Another family say they have no choice but to leave Tauranga because they cannot find a place to live.
Their stories come as real estate agencies say the number of rental properties in Tauranga is at its lowest level in two years - and they warn prices could rise in coming months.
The Government's lending restrictions, which came into force on October 1, are forcing many prospective first-home buyers to remain renting while they save the required 20 per cent deposit.
The low number of rentals being built, a spike in demand in the lead-up to summer and an increase in the number of expat Tauranga residents returning from Australia are also contributing to the shortage, rental experts say.
There are 320 properties available for rent in Tauranga - including holiday accommodation - on Trade Me compared with 595 properties over winter.

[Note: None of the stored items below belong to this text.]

// crates/smelter-core/src/pe/image.rs

use crate::error::{Result, SmeltError};
use crate::pe::{need, read_u16, read_u32, skip};

const DOS_MAGIC: &[u8; 2] = b"MZ";
const PE_MAGIC: &[u8; 4] = b"PE\0\0";

const OPT_MAGIC_PE32: u16 = 0x010B;
const OPT_MAGIC_PE32_PLUS: u16 = 0x020B;

/// Index of the resource table in the optional header's data directory.
const DIR_ENTRY_RESOURCE: usize = 2;

#[derive(Debug, Clone, Copy)]
pub struct SectionHeader {
    pub name: [u8; 8],
    pub virtual_size: u32,
    pub virtual_address: u32,
    pub size_of_raw_data: u32,
    pub pointer_to_raw_data: u32,
}

/// Parsed view over one PE image: just enough of the header chain to map
/// RVAs through the section table and locate the resource directory.
/// Layout walked (all little-endian):
/// DOS header: "MZ", e_lfanew:u32 at 0x3C
/// "PE\0\0" at e_lfanew
/// COFF: machine:u16 sections:u16 [12 skipped] opt_size:u16 characteristics:u16
/// optional header: magic:u16 (0x10B or 0x20B) decides where the data
/// directory sits; entry 2 is { resource_rva:u32, resource_size:u32 }
/// section table right after the optional header, 40 bytes per section
pub struct PeImage<'a> {
    data: &'a [u8],
    machine: u16,
    sections: Vec<SectionHeader>,
    resource_dir: Option<(u32, u32)>,
}

impl<'a> PeImage<'a> {
    pub fn parse(data: &'a [u8]) -> Result<Self> {
        if data.len() < 0x40 || &data[0..2] != DOS_MAGIC {
            return Err(SmeltError::PeFormat("missing MZ signature".into()));
        }
        let mut i = 0x3C;
        let e_lfanew = read_u32(data, &mut i)? as usize;
        need(data, e_lfanew, 4)?;
        if &data[e_lfanew..e_lfanew + 4] != PE_MAGIC {
            return Err(SmeltError::PeFormat("missing PE signature".into()));
        }

        let mut i = e_lfanew + 4;
        let machine = read_u16(data, &mut i)?;
        let num_sections = read_u16(data, &mut i)? as usize;
        skip(data, &mut i, 12)?; // timestamp, symbol table pointer, symbol count
        let opt_size = read_u16(data, &mut i)? as usize;
        skip(data, &mut i, 2)?; // characteristics

        let opt_start = i;
        let mut i = opt_start;
        let opt_magic = read_u16(data, &mut i)?;
        let (count_off, dirs_off) = match opt_magic {
            OPT_MAGIC_PE32 => (92usize, 96usize),
            OPT_MAGIC_PE32_PLUS => (108usize, 112usize),
            other => {
                return Err(SmeltError::PeFormat(format!(
                    "unknown optional header magic 0x{other:04x}"
                )))
            }
        };

        let mut resource_dir = None;
        if opt_size >= dirs_off + 8 * (DIR_ENTRY_RESOURCE + 1) {
            let mut i = opt_start + count_off;
            let dir_count = read_u32(data, &mut i)? as usize;
            if dir_count > DIR_ENTRY_RESOURCE {
                let mut i = opt_start + dirs_off + 8 * DIR_ENTRY_RESOURCE;
                let rva = read_u32(data, &mut i)?;
                let size = read_u32(data, &mut i)?;
                if rva != 0 && size != 0 {
                    resource_dir = Some((rva, size));
                }
            }
        }

        // Section table sits right after the optional header.
        let mut i = opt_start + opt_size;
        let mut sections = Vec::with_capacity(num_sections);
        for _ in 0..num_sections {
            need(data, i, 40)?;
            let mut name = [0u8; 8];
            name.copy_from_slice(&data[i..i + 8]);
            i += 8;
            let virtual_size = read_u32(data, &mut i)?;
            let virtual_address = read_u32(data, &mut i)?;
            let size_of_raw_data = read_u32(data, &mut i)?;
            let pointer_to_raw_data = read_u32(data, &mut i)?;
            skip(data, &mut i, 16)?; // relocations, line numbers, characteristics
            sections.push(SectionHeader {
                name,
                virtual_size,
                virtual_address,
                size_of_raw_data,
                pointer_to_raw_data,
            });
        }

        Ok(PeImage { data, machine, sections, resource_dir })
    }

    pub fn machine(&self) -> u16 {
        self.machine
    }

    pub fn sections(&self) -> &[SectionHeader] {
        &self.sections
    }

    /// Map an RVA to a file offset through the section table.
    pub fn rva_to_offset(&self, rva: u32) -> Result<usize> {
        for s in &self.sections {
            let span = s.virtual_size.max(s.size_of_raw_data);
            if rva >= s.virtual_address && rva - s.virtual_address < span {
                let delta = rva - s.virtual_address;
                if delta >= s.size_of_raw_data {
                    return Err(SmeltError::PeFormat(format!(
                        "rva 0x{rva:x} falls in a zero-fill region"
                    )));
                }
                let off = s.pointer_to_raw_data as usize + delta as usize;
                if off >= self.data.len() {
                    return Err(SmeltError::PeFormat(format!(
                        "rva 0x{rva:x} maps past end of file"
                    )));
                }
                return Ok(off);
            }
        }
        Err(SmeltError::PeFormat(format!("rva 0x{rva:x} not mapped by any section")))
    }

    /// Borrow `size` bytes of image data starting at `rva`.
    pub fn slice_at_rva(&self, rva: u32, size: u32) -> Result<&'a [u8]> {
        let off = self.rva_to_offset(rva)?;
        let end = off + size as usize;
        if end > self.data.len() {
            return Err(SmeltError::PeFormat(format!(
                "resource data at rva 0x{rva:x} truncated"
            )));
        }
        Ok(&self.data[off..end])
    }

    /// The raw resource section. Directory offsets inside the resource tree
    /// are relative to the start of this slice.
    pub fn resource_slice(&self) -> Result<&'a [u8]> {
        let (rva, size) = self
            .resource_dir
            .ok_or_else(|| SmeltError::NoIcons("file has no resource section".into()))?;
        let off = self.rva_to_offset(rva)?;
        let end = (off + size as usize).min(self.data.len());
        Ok(&self.data[off..end])
    }
}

Tauranga Polytechnic student and young mother Kayla Gerbert, 25, and her 3-year-old son Jaedyn are leaving Tauranga because of the difficulty in finding a rental. Ms Gerbert said after months of searching with her sister she had decided to move to Palmerston North.
"I applied for hundreds of places but we just did not have any luck," she told the Bay of Plenty Times Weekend.
"I am just waiting until I finish my Social Services course and then I am leaving - it's just too hard here.
"You go to inspect house after house and the same desperate looking people are with you at each inspection, the competition is crazy."
Mother of five Marie Cross said her family was living with friends in a four-bedroom Avenues house after the lease on their Papamoa property ran out.
The family moved to the Bay from Hamilton two years ago for work but have been unable to find a new home after their previous lease expired.
Mrs Cross said the couple her family was living with had four children.
"My husband came here for work and we thought it would be easy but we have a couple of pets and a big family and people don't want to know because there are 10 other families wanting the same house as us but they have less kids," she said. "Right now the house is so cramped it feels like we are living in a slum in Bangladesh."
Nicki Broughton, her husband and three children will move in with a friend and her two children today after searching for a home for four months around Arataki. "It's tough out there, people have even started to offer more rent than is being asked to make sure they get the place they want."
Dan Lusby, owner of Tauranga Rentals, said the average number of rentals available was close to 400.
"So we have seen a sharp drop-off and it has happened suddenly," he said. "However, demand has not dropped off.
"In the past a property would be up for rent for three to four weeks to allow us to find the perfect tenant, now properties are being let within the first week."
LJ Hooker Tauranga franchise owner Neville Falconer said prices had not risen but investors were already circling with the expectation they would increase.
"The current rental market can best be described as a boiling pot," he said.
"We will not be able to keep the lid on it forever and rents will go up."
Harcourts Tauranga property manager Margi Hampshire said some properties were not even being advertised online because there was a steady stream of "good tenants" seeking homes.
Ross Stanway, of Realty Services, which operates Eves and Bayleys, agreed there was a shortage but he believed prices would not rise dramatically like they had in Auckland. Most Tauranga landlords preferred a reliable, long-term tenant over "a few extra dollars", he said.